Book Review: About the B'nai Bagels by E.L. Konigsburg (1969)

About the B'nai Bagels was first published in 1969, on the heels of Jennifer, Hecate, Macbeth, William McKinley, and Me, Elizabeth, and From the Mixed-Up Files of Mrs. Basil E. Frankweiler, which won a 1968 Newbery honor and the 1968 Newbery medal respectively. It had a couple of tough acts to follow, but overall, I think it rose to the occasion.

Mark Setzer is twelve years old. He's coping with the loss of his best friend who has recently moved to a richer part of town and made a snobby new friend, while also preparing for his bar mitzvah, and trying to get out of the shadow of his over-achieving older brother, Spencer. On top of that, his mother has volunteered to manage his little league team. When Mark becomes aware of some information that could jeopardize the team's success and undermine all his mother's work, he wonders whether he should tell, or keep it to himself. What he decides, in the end, results in a coming of age experience that puts Mark firmly on the path to adulthood.

The language in the book now seems quite dated, but I actually enjoyed that aspect of it.

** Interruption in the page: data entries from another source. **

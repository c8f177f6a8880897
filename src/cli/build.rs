//! `unfurls build`.
//!
//! - **Load** - read the content manifest
//! - **Run** - enrich → tag → oEmbed sidecars
//! - **Report** - optional JSON dump of attached tags and `<head>` markup

use crate::{
    cli::BuildArgs,
    config::SiteConfig,
    log,
    page::{Manifest, Unfurl},
    pipeline::{BuildReport, Pipeline, Site},
    unfurl::render_head,
    utils::plural_count,
};
use anyhow::{Context, Result};
use serde::Serialize;
use std::{fs, path::Path};

/// Per-item entry in the `--tags` report.
#[derive(Serialize)]
struct TagReportEntry<'a> {
    #[serde(flatten)]
    unfurl: &'a Unfurl,
    head: String,
}

/// Build the manifest described by `args`.
pub fn build_site(config: SiteConfig, args: &BuildArgs) -> Result<BuildReport> {
    let manifest = Manifest::from_path(&args.manifest)?;
    let mut site = Site::new(config, manifest, &args.output);

    let report = Pipeline::new().run(&mut site)?;
    log!("build"; "tagged {}", plural_count(report.tagged, "item"));

    if let Some(path) = &args.tags {
        write_tag_report(&site, path)?;
        log!("build"; "tags written to {}", path.display());
    }

    Ok(report)
}

/// Tagged items keyed by URL, in manifest order.
fn tag_report(site: &Site) -> Result<serde_json::Map<String, serde_json::Value>> {
    let mut report = serde_json::Map::new();
    for item in site.items.iter().filter(|item| item.unfurl.og.is_some()) {
        let entry = TagReportEntry {
            unfurl: &item.unfurl,
            head: render_head(&item.unfurl),
        };
        report.insert(item.url.clone(), serde_json::to_value(entry)?);
    }
    Ok(report)
}

fn write_tag_report(site: &Site, path: &Path) -> Result<()> {
    let report = tag_report(site)?;
    let json = serde_json::to_string_pretty(&report)?;

    if let Some(parent) = path.parent().filter(|p| !p.as_os_str().is_empty()) {
        fs::create_dir_all(parent)
            .with_context(|| format!("Failed to create directory {}", parent.display()))?;
    }
    fs::write(path, json).with_context(|| format!("Failed to write tags to {}", path.display()))
}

I think it might bother a contemporary young reader, but as an adult, I've become interested in some of the older, forgotten children's books, and I enjoyed being immersed in the style and context of another time period. I also enjoyed Mark's wry observations about his family life, his interactions with other boys on his team, and in his neighborhood, his struggle to hang onto aspects of his lost friendship, and most of all, the humorous and realistic dialogue Konigsburg writes for the Setzer family.

I think adults who enjoy children's literature, and like to look back as well as forward, should definitely read this book. Kids, though, will be harder to sell on it, unless they really like realistic fiction,or have an interest in what day to day life was like in the late 1960s. There's not even really enough actual baseball action in this book to make it appeal to baseball fans. There will be the rare kid, though, who will read this and love it, and whoever that kid is, I hope he stops by my desk in the library to talk about it when he's done.